## Work instruction:
Type out every line of the data again, exactly.

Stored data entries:
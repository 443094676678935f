// SPDX-FileCopyrightText: 2026 Moodline Contributors
// SPDX-License-Identifier: MIT OR Apache-2.0

//! Error types for the Moodline sentiment and response pipeline.

use thiserror::Error;

/// The primary error type used across all Moodline adapters and orchestrators.
///
/// Providers return these; orchestration layers convert them into degraded
/// but valid results and never hand them to their own callers.
#[derive(Debug, Error)]
pub enum MoodlineError {
    /// Configuration errors (invalid TOML, bad header values, client construction).
    #[error("configuration error: {0}")]
    Config(String),

    /// A provider's credential is not configured. Expected; triggers fallback silently.
    #[error("provider unavailable: {provider} has no credential configured")]
    ProviderUnavailable { provider: String },

    /// Remote provider failure (network, non-2xx status, response shape violation).
    #[error("provider error: {message}")]
    Provider {
        message: String,
        source: Option<Box<dyn std::error::Error + Send + Sync>>,
    },

    /// Generated text contained no recoverable JSON object.
    #[error("malformed provider response: no valid JSON found in `{excerpt}`")]
    MalformedResponse { excerpt: String },

    /// Unexpected fault inside local analysis. Absorbed by the sentiment orchestrator.
    #[error("analysis failure: {0}")]
    AnalysisFailure(String),

    /// Operation timed out.
    #[error("operation timed out after {duration:?}")]
    Timeout { duration: std::time::Duration },

    /// Internal or unexpected errors.
    #[error("internal error: {0}")]
    Internal(String),
}

impl MoodlineError {
    /// Wraps any error as a [`MoodlineError::Provider`] with a context message.
    pub fn provider<E>(message: impl Into<String>, source: E) -> Self
    where
        E: std::error::Error + Send + Sync + 'static,
    {
        Self::Provider {
            message: message.into(),
            source: Some(Box::new(source)),
        }
    }

    /// Returns true when the error only signals a missing credential.
    ///
    /// Callers log these at debug level instead of warn.
    pub fn is_unavailable(&self) -> bool {
        matches!(self, Self::ProviderUnavailable { .. })
    }
}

## Solution to this exercise:
repository 443094676678935f
// SPDX-FileCopyrightText: 2026 Moodline Contributors
// SPDX-License-Identifier: MIT OR Apache-2.0

//! Error types for the Moodline sentiment and response pipeline.

use thiserror::Error;

/// The primary error type used across all Moodline adapters and orchestrators.
///
/// Providers return these; orchestration layers convert them into degraded
/// but valid results and never hand them to their own callers.
#[derive(Debug, Error)]
pub enum MoodlineError {
    /// Configuration errors (invalid TOML, bad header values, client construction).
    #[error("configuration error: {0}")]
    Config(String),

    /// A provider's credential is not configured. Expected; triggers fallback silently.
    #[error("provider unavailable: {provider} has no credential configured")]
    ProviderUnavailable { provider: String },

    /// Remote provider failure (network, non-2xx status, response shape violation).
    #[error("provider error: {message}")]
    Provider {
        message: String,
        source: Option<Box<dyn std::error::Error + Send + Sync>>,
    },

    /// Generated text contained no recoverable JSON object.
    #[error("malformed provider response: no valid JSON found in `{excerpt}`")]
    MalformedResponse { excerpt: String },

    /// Unexpected fault inside local analysis. Absorbed by the sentiment orchestrator.
    #[error("analysis failure: {0}")]
    AnalysisFailure(String),

    /// Operation timed out.
    #[error("operation timed out after {duration:?}")]
    Timeout { duration: std::time::Duration },

    /// Internal or unexpected errors.
    #[error("internal error: {0}")]
    Internal(String),
}

impl MoodlineError {
    /// Wraps any error as a [`MoodlineError::Provider`] with a context message.
    pub fn provider<E>(message: impl Into<String>, source: E) -> Self
    where
        E: std::error::Error + Send + Sync + 'static,
    {
        Self::Provider {
            message: message.into(),
            source: Some(Box::new(source)),
        }
    }

    /// Returns true when the error only signals a missing credential.
    ///
    /// Callers log these at debug level instead of warn.
    pub fn is_unavailable(&self) -> bool {
        matches!(self, Self::ProviderUnavailable { .. })
    }
}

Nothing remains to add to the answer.